Yeonji is the Korean name of rouge, which was used to colour the lips and cheeks. It could be made from safflower.

In the Joseon period, luxurious makeup was forbidden because of Confucianism. Upper-class women tended to copy the makeup and style of gisaeng during this period.

Modern times

Following the Treaty of Kanghwa in 1876, Korean ports opened to foreign trade and Western styles began to influence the country. New makeup styles and products became popular, stimulating Korea's cosmetics culture and enabling mass production and consumption.

Bakgabun, which means Park's powder, was the first mass-produced cosmetics item in Korea. It was the first Korean face powder and was a bestseller from 1916 to 1930. However, because of its lead content, sales then fell rapidly and similar products were quickly launched.

As Korea became a Japanese colony in 1910, Japanese cosmetics dominated and Korean cosmetics failed to develop in the 1920s. After the country was no longer under Japanese control, the Korean War that began in 1950 further disrupted the economy. Finally, around 1961, the Korean cosmetics industry began to prosper after the passage of a law banning sales of other countries' products.
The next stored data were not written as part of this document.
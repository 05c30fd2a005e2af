//! torrent-fetch
//!
//! A BitTorrent download engine: descriptor and magnet resolution, tracker
//! discovery, peer wire connections, rarest-first scheduling with endgame,
//! verified piece storage with resume, and a process-wide [`Engine`].

pub mod bitfield;
pub mod cli;
pub mod config;
pub mod discovery;
pub mod engine;
pub mod error;
pub mod peer;
pub mod protocol;
pub mod scheduler;
pub mod session;
pub mod storage;
pub mod torrent;

#[cfg(test)]
mod testing;

pub use bitfield::Bitfield;
pub use cli::{CliArgs, Config, ProgressDisplay};
pub use config::{AddOptions, EngineConfig};
pub use discovery::{PeerDiscovery, PeerSource};
pub use engine::Engine;
pub use error::{ErrorKind, TorrentError};
pub use peer::PeerState;
pub use protocol::{Handshake, Message, MessageId, PeerCapabilities};
pub use scheduler::PieceScheduler;
pub use session::{SessionEvent, SessionHandle, SessionProgress, SessionState};
pub use storage::{FileStorage, PieceStore};
pub use torrent::{MagnetLink, MetadataResolver, TorrentInfo, TorrentParser, TorrentSource};
impl PeerConnection {
    fn new(
        addr: SocketAddr,
        params: ConnectionParams,
        events: mpsc::Sender<PeerEvent>,
        commands: mpsc::Receiver<PeerCommand>,
        state_tx: watch::Sender<PeerState>,
    ) -> Self {
        Self {
            state: PeerState::new(addr, params.piece_count),
            params,
            wire: BitTorrentWire::default(),
            events,
            commands,
            state_tx,
            pending: HashSet::new(),
            throughput: Throughput::default(),
            last_write: Instant::now(),
        }
    }

    fn addr(&self) -> SocketAddr {
        self.state.addr
    }

    async fn run<S>(mut self, stream: S)
    where
        S: AsyncRead + AsyncWrite + Send + Unpin + 'static,
    {
        let result = self.drive(stream).await;
        self.transition(ConnectionState::Closing);

        let reason = match result {
            Ok(()) => {
                debug!("Connection to {} closed on request", self.addr());
                None
            }
            Err(e) => {
                debug!("Connection to {} ended: {}", self.addr(), e);
                Some(e)
            }
        };

        self.transition(ConnectionState::Closed);
        let addr = self.addr();
        let _ = self.events.send(PeerEvent { addr, kind: PeerEventKind::Closed(reason) }).await;
    }

    fn transition(&mut self, next: ConnectionState) {
        if self.state.connection.can_transition_to(next) {
            trace!("Peer {}: {:?} -> {:?}", self.addr(), self.state.connection, next);
            self.state.connection = next;
            self.publish();
        }
    }

    fn publish(&mut self) {
        self.state.outstanding = self.pending.len();
        self.state.download_rate = self.throughput.rate();
        self.state_tx.send_replace(self.state.clone());
    }

    async fn emit(&self, kind: PeerEventKind) -> Result<(), TorrentError> {
        self.events
            .send(PeerEvent { addr: self.addr(), kind })
            .await
            .map_err(|_| TorrentError::connection_lost("Session stopped listening", self.addr().to_string()))
    }

    async fn drive<S>(&mut self, mut stream: S) -> Result<(), TorrentError>
    where
        S: AsyncRead + AsyncWrite + Send + Unpin + 'static,
    {
        let addr = self.addr();
        self.transition(ConnectionState::Handshaking);

        let ours = Handshake::new(self.params.info_hash, self.params.peer_id);
        let wire = &mut self.wire;
        let exchange = async {
            wire.write_handshake(&mut stream, &ours).await?;
            wire.read_handshake(&mut stream).await
        };
        let theirs = timeout(self.params.handshake_timeout, exchange)
            .await
            .map_err(|_| TorrentError::connection_lost("Handshake timed out", addr.to_string()))?
            .map_err(|e| classify(addr, e))?;

        if !theirs.validate(&self.params.info_hash) {
            return Err(TorrentError::protocol_error_with_peer("Handshake info hash mismatch", addr.to_string()));
        }
        if theirs.peer_id == self.params.peer_id {
            return Err(TorrentError::protocol_error_with_peer("Connected to ourselves", addr.to_string()));
        }

        info!("Handshake completed with peer {} ({})", addr, hex::encode(theirs.peer_id));
        self.state.peer_id = Some(theirs.peer_id);
        self.state.capabilities = theirs.capabilities;
        self.transition(ConnectionState::Established);
        self.emit(PeerEventKind::Established {
            peer_id: theirs.peer_id,
            capabilities: theirs.capabilities,
        })
        .await?;

        let (read_half, mut write_half) = tokio::io::split(stream);
        let (msg_tx, mut incoming) = mpsc::channel::<anyhow::Result<Message>>(READ_QUEUE);
        let reader = tokio::spawn(async move {
            let mut read_half = read_half;
            let mut wire = BitTorrentWire::default();
            loop {
                let result = wire.read_message(&mut read_half).await;
                let failed = result.is_err();
                if msg_tx.send(result).await.is_err() || failed {
                    break;
                }
            }
        });

        let result = self.message_loop(&mut write_half, &mut incoming).await;
        reader.abort();
        let _ = timeout(Duration::from_secs(1), write_half.shutdown()).await;
        result
    }

    async fn message_loop<W>(
        &mut self,
        writer: &mut W,
        incoming: &mut mpsc::Receiver<anyhow::Result<Message>>,
    ) -> Result<(), TorrentError>
    where
        W: AsyncWrite + Send + Unpin,
    {
        let addr = self.addr();
        let tick = (self.params.keepalive_interval / 2)
            .clamp(Duration::from_millis(10), Duration::from_secs(5));
        let mut ticker = tokio::time::interval(tick);
        ticker.set_missed_tick_behavior(tokio::time::MissedTickBehavior::Delay);
        let mut last_read = Instant::now();

        loop {
            tokio::select! {
                command = self.commands.recv() => match command {
                    Some(PeerCommand::Close) | None => return Ok(()),
                    Some(command) => self.handle_command(command, writer).await?,
                },
                message = incoming.recv() => match message {
                    Some(Ok(message)) => {
                        last_read = Instant::now();
                        self.handle_message(message).await?;
                    }
                    Some(Err(e)) => return Err(classify(addr, e)),
                    None => return Err(TorrentError::connection_lost("Reader stopped", addr.to_string())),
                },
                _ = ticker.tick() => {
                    let now = Instant::now();
                    if now.duration_since(last_read) >= self.params.idle_timeout {
                        warn!("Peer {} idle for {:?}, dropping", addr, self.params.idle_timeout);
                        return Err(TorrentError::connection_lost("Peer idle timeout", addr.to_string()));
                    }
                    if now.duration_since(self.last_write) >= self.params.keepalive_interval {
                        trace!("Sending KeepAlive to peer: {}", addr);
                        self.write(writer, &Message::KeepAlive).await?;
                    }
                    self.throughput.roll(now);
                    self.publish();
                }
            }
        }
    }

    async fn write<W>(&mut self, writer: &mut W, message: &Message) -> Result<(), TorrentError>
    where
        W: AsyncWrite + Send + Unpin,
    {
        let addr = self.addr();
        match timeout(self.params.write_timeout, self.wire.write_message(writer, message)).await {
            Ok(Ok(())) => {
                self.last_write = Instant::now();
                Ok(())
            }
            Ok(Err(e)) => Err(classify(addr, e)),
            Err(_) => Err(TorrentError::connection_lost("Write timed out", addr.to_string())),
        }
    }

    async fn handle_command<W>(&mut self, command: PeerCommand, writer: &mut W) -> Result<(), TorrentError>
    where
        W: AsyncWrite + Send + Unpin,
    {
        match command {
            PeerCommand::Request(block) => {
                let allowed = !self.state.peer_choking
                    && self.pending.len() < self.params.max_outstanding
                    && self.state.has_piece(block.index);
                if !allowed {
                    trace!("Rejecting request {:?} to {}", block, self.addr());
                    return self.emit(PeerEventKind::RequestRejected(block)).await;
                }
                trace!("Requesting piece {} block {} ({} bytes) from {}", block.index, block.begin, block.length, self.addr());
                self.write(writer, &Message::Request(block)).await?;
                self.pending.insert(block);
                self.publish();
            }
            PeerCommand::Cancel(block) => {
                if self.pending.remove(&block) {
                    debug!("Cancelling piece {} block {} at {}", block.index, block.begin, self.addr());
                    self.write(writer, &Message::Cancel(block)).await?;
                    self.publish();
                }
            }
            PeerCommand::Interested => {
                if !self.state.am_interested {
                    self.write(writer, &Message::Interested).await?;
                    self.state.am_interested = true;
                    self.publish();
                }
            }
            PeerCommand::NotInterested => {
                if self.state.am_interested {
                    self.write(writer, &Message::NotInterested).await?;
                    self.state.am_interested = false;
                    self.publish();
                }
            }
            PeerCommand::Close => {}
        }
        Ok(())
    }

    async fn handle_message(&mut self, message: Message) -> Result<(), TorrentError> {
        let addr = self.addr();
        match message {
            Message::KeepAlive => trace!("KeepAlive from {}", addr),
            Message::Choke => {
                debug!("Peer {} choked us, voiding {} requests", addr, self.pending.len());
                self.state.peer_choking = true;
                self.pending.clear();
                self.publish();
                self.emit(PeerEventKind::Choked).await?;
            }
            Message::Unchoke => {
                debug!("Peer {} unchoked us", addr);
                self.state.peer_choking = false;
                self.publish();
                self.emit(PeerEventKind::Unchoked).await?;
            }
            Message::Interested => self.state.peer_interested = true,
            Message::NotInterested => self.state.peer_interested = false,
            Message::Have { piece_index } => {
                if !self.state.bitfield.set(piece_index as usize) {
                    return Err(TorrentError::protocol_error_with_peer(
                        format!("Have for out-of-range piece {}", piece_index),
                        addr.to_string(),
                    ));
                }
                self.publish();
                self.emit(PeerEventKind::Have(piece_index)).await?;
            }
            Message::Bitfield { bitfield } => {
                let field = Bitfield::from_bytes(&bitfield, self.params.piece_count).map_err(|e| classify(addr, e))?;
                debug!("Peer {} has {}/{} pieces", addr, field.count(), field.len());
                self.state.bitfield = field.clone();
                self.publish();
                self.emit(PeerEventKind::Bitfield(field)).await?;
            }
            Message::Request(block) => {
                trace!("Ignoring request {:?} from {}: we are choking", block, addr);
            }
            Message::Piece { index, begin, block } => {
                if index as usize >= self.params.piece_count {
                    return Err(TorrentError::protocol_error_with_peer(
                        format!("Block for out-of-range piece {}", index),
                        addr.to_string(),
                    ));
                }
                let key = BlockInfo { index, begin, length: block.len() as u32 };
                if !self.pending.remove(&key) {
                    trace!("Discarding unrequested block {:?} from {}", key, addr);
                    return Ok(());
                }
                self.state.bytes_downloaded += block.len() as u64;
                self.throughput.record(block.len() as u64, Instant::now());
                self.publish();
                self.emit(PeerEventKind::Block { index, begin, data: block }).await?;
            }
            Message::Cancel(_) => trace!("Ignoring cancel from {}", addr),
            Message::Port { listen_port } => debug!("Peer {} advertised DHT port {}", addr, listen_port),
        }
        Ok(())
    }
}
End of the 2010s, South Korea banned cosmetics for which animal testing was conducted.

Contemporary times

Cosmetics and skincare in South Korean culture
Korean people focus on skin care under the influence of TV programs, advertisements and tradition. Koreans highly value even, radiant skin, and Korean women tend to vary their beauty care regimen with the season. They use different kinds of moisturizers such as cream for tightening pores (BB cream, blemish balm or beauty balm) and lotions for lightening the skin (CC cream, colour correction or colour control).

Koreans generally apply makeup every day because it offers sun protection, a major concern. A big focus of Korean skincare is skin lightening,  which is why many Korean cosmetic products have brightening properties. Skin brightening is not the same as skin bleaching, also known as skin whitening, which is a reduction of melanin in the skin. Instead, skin lightening is focused on treating hyperpigmentation.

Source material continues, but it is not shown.